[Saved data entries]

■ ■ ■ ■ ■

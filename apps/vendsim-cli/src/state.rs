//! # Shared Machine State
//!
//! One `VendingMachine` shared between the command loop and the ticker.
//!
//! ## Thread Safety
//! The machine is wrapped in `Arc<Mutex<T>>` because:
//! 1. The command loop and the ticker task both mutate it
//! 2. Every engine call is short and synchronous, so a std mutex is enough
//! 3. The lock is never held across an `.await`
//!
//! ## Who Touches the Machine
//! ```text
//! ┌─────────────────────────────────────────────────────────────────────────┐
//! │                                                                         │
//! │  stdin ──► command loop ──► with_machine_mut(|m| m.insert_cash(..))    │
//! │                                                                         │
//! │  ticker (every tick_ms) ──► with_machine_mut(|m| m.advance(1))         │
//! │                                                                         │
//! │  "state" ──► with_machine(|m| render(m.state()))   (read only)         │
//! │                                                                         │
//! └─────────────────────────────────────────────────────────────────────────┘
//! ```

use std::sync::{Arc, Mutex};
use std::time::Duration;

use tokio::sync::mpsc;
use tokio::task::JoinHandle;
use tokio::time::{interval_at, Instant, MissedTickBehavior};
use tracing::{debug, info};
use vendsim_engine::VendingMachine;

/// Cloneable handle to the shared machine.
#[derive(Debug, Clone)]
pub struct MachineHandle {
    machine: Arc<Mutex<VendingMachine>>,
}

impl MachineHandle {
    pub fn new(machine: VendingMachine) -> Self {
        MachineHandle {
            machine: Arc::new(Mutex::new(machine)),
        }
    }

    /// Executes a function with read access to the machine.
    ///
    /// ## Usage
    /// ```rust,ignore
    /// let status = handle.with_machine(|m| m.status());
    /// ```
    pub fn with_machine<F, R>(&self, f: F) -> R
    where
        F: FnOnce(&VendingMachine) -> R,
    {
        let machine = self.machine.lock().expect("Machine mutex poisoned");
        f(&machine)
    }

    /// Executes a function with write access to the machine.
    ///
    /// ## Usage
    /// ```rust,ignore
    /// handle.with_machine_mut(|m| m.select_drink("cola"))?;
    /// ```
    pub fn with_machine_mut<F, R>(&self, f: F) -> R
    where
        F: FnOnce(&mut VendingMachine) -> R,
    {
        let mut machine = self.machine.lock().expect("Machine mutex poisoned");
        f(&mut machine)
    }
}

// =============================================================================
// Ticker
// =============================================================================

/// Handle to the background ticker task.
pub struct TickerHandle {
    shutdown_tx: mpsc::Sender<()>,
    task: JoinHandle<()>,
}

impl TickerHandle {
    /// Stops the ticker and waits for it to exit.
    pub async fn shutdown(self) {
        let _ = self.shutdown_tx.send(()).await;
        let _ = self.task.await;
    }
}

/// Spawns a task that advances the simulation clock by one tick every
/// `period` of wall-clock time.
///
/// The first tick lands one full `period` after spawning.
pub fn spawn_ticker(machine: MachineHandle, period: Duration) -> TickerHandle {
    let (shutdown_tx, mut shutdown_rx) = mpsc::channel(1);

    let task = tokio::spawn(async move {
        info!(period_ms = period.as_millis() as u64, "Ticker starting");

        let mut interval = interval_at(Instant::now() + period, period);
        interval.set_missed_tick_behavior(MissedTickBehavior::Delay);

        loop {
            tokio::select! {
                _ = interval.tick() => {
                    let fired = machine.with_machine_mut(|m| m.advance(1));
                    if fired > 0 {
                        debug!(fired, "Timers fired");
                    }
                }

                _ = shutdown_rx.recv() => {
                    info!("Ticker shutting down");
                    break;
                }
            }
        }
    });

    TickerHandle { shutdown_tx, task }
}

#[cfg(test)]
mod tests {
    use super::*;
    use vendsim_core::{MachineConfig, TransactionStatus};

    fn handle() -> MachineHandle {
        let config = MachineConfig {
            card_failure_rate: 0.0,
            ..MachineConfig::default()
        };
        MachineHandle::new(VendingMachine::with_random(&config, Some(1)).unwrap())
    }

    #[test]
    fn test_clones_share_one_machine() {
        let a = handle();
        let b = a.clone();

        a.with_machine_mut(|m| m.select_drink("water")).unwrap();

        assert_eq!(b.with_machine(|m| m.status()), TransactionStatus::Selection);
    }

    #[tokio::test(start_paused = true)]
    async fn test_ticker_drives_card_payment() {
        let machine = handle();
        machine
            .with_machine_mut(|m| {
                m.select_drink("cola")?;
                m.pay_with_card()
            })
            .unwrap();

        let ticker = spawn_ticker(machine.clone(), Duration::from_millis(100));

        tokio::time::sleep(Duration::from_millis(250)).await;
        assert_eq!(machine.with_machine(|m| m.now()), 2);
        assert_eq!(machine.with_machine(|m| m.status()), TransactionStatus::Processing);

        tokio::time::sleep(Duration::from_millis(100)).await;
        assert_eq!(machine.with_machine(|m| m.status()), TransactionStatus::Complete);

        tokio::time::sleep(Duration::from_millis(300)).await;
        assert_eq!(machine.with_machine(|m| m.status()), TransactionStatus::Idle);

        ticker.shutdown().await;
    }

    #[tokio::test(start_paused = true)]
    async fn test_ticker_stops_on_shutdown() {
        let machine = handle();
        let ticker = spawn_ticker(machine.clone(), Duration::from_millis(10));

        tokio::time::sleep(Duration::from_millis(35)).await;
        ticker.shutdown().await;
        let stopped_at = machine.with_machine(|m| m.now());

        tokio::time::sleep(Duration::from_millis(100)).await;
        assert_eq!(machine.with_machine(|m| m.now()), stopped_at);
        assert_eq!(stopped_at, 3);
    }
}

■ ■ ■ ■ ■

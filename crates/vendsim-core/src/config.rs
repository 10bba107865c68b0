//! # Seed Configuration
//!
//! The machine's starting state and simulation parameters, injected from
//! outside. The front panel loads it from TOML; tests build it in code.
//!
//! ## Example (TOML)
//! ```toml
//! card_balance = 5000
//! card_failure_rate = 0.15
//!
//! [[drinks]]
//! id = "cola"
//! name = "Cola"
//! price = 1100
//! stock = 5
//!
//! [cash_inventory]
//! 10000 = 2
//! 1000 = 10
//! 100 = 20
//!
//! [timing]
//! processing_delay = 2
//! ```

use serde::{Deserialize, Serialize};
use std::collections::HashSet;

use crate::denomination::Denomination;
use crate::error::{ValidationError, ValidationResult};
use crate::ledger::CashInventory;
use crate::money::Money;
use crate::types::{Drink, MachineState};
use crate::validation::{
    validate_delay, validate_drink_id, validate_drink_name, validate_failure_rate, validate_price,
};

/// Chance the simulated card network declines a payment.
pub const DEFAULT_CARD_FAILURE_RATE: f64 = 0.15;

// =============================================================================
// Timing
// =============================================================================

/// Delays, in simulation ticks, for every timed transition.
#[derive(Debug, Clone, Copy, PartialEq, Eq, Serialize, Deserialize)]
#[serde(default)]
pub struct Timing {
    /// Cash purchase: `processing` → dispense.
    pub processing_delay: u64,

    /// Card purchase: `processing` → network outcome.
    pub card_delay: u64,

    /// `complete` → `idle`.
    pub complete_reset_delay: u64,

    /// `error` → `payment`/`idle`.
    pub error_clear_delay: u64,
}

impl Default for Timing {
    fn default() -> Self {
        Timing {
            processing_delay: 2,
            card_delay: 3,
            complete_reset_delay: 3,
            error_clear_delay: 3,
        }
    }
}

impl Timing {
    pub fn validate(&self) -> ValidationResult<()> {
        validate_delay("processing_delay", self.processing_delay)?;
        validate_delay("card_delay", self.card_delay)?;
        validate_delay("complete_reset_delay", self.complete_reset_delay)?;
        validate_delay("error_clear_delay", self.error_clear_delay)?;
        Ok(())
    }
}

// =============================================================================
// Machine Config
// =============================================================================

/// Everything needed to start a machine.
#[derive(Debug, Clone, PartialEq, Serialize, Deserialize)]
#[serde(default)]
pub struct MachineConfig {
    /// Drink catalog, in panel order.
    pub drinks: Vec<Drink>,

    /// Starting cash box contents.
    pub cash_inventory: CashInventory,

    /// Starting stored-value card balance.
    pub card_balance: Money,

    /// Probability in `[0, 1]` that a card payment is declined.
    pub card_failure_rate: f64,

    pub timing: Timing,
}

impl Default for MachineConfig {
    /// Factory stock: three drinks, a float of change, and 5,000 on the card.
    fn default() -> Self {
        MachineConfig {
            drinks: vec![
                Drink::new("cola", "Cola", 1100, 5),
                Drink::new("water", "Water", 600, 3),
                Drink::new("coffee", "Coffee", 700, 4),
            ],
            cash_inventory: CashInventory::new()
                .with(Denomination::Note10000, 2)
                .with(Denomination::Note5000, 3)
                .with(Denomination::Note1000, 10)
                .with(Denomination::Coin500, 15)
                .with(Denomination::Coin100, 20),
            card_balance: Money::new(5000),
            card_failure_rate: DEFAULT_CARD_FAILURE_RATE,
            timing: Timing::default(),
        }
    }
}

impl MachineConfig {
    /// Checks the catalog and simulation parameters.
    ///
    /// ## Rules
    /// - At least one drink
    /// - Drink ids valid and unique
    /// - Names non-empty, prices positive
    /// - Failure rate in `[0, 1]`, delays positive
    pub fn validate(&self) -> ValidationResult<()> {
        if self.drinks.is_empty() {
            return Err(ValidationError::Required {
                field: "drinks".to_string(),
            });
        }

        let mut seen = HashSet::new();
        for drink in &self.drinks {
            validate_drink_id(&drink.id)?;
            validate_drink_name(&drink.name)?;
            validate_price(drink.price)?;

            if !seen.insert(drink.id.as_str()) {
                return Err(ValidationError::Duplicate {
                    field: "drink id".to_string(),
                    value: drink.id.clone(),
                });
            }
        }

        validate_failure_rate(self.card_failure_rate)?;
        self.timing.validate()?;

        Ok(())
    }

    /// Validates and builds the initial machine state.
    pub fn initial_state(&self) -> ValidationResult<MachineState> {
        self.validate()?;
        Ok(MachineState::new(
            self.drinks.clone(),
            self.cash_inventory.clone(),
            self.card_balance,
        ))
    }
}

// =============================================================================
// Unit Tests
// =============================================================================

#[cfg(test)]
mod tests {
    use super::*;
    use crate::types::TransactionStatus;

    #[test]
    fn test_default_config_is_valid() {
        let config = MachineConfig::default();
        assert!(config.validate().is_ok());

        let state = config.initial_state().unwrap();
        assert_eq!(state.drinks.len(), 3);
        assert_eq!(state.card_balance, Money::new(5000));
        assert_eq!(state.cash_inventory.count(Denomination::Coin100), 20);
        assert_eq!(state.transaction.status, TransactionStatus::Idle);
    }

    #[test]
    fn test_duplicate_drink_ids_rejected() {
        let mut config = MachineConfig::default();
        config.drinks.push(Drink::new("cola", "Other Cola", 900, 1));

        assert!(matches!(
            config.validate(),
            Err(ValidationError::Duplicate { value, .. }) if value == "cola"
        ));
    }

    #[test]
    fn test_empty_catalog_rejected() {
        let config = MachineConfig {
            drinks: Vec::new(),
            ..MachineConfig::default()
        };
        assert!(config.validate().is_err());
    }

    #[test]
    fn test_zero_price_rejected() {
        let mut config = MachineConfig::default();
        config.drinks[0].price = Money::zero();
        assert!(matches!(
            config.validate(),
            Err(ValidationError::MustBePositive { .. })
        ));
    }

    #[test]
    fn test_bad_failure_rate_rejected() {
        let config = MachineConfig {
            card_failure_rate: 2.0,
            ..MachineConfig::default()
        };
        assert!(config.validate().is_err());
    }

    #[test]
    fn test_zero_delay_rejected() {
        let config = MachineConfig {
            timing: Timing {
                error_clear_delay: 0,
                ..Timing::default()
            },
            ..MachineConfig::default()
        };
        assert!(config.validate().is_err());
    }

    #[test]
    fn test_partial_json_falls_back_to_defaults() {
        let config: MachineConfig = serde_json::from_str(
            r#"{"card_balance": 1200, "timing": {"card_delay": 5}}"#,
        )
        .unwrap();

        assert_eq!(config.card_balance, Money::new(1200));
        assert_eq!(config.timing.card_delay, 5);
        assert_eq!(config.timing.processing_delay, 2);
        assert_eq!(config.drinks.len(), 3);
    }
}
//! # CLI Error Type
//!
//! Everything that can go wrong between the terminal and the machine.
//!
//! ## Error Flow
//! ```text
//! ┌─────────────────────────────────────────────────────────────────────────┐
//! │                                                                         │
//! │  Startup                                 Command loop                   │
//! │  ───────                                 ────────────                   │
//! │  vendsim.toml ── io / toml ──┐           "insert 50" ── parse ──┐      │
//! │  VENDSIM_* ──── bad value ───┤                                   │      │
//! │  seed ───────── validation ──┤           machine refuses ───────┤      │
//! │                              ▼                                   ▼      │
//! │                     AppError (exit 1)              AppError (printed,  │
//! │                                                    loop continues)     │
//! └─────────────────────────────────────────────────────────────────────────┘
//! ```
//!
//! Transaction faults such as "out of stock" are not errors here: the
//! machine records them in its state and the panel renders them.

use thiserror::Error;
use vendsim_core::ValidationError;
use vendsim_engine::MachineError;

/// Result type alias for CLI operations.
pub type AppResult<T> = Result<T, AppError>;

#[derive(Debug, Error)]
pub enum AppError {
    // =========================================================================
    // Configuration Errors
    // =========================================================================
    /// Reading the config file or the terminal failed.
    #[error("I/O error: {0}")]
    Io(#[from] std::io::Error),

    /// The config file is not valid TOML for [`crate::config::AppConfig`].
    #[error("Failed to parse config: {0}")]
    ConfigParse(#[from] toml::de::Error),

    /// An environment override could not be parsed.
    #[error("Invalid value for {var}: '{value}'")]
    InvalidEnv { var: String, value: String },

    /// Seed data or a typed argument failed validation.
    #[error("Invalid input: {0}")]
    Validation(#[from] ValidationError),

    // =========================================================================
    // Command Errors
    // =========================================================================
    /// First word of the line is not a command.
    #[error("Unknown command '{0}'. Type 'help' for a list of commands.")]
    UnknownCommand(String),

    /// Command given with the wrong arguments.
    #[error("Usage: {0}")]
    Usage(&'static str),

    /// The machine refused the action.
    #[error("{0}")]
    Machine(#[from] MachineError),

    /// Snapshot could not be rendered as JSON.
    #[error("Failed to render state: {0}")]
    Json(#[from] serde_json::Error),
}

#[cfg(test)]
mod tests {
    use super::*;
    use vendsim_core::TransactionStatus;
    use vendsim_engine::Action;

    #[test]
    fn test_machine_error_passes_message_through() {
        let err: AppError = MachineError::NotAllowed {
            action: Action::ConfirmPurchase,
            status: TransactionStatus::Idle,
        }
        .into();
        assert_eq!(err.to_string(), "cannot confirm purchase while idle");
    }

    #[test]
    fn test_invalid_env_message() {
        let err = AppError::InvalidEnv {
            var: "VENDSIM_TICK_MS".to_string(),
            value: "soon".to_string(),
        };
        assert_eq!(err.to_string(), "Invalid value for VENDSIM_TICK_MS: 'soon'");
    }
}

■ ■ ■ ■ ■

* [DIRECTIONS]:
Could you set down, word for word, only the lines above from the line with "filename apps/vendsim-cli/src/state.rs" to the line with "use tokio::task::JoinHandle;", including both?

* [EXPECTED ANSWER]:
filename apps/vendsim-cli/src/state.rs
//! # Shared Machine State
//!
//! One `VendingMachine` shared between the command loop and the ticker.
//!
//! ## Thread Safety
//! The machine is wrapped in `Arc<Mutex<T>>` because:
//! 1. The command loop and the ticker task both mutate it
//! 2. Every engine call is short and synchronous, so a std mutex is enough
//! 3. The lock is never held across an `.await`
//!
//! ## Who Touches the Machine
//! ```text
//! ┌─────────────────────────────────────────────────────────────────────────┐
//! │                                                                         │
//! │  stdin ──► command loop ──► with_machine_mut(|m| m.insert_cash(..))    │
//! │                                                                         │
//! │  ticker (every tick_ms) ──► with_machine_mut(|m| m.advance(1))         │
//! │                                                                         │
//! │  "state" ──► with_machine(|m| render(m.state()))   (read only)         │
//! │                                                                         │
//! └─────────────────────────────────────────────────────────────────────────┘
//! ```

use std::sync::{Arc, Mutex};
use std::time::Duration;

use tokio::sync::mpsc;
use tokio::task::JoinHandle;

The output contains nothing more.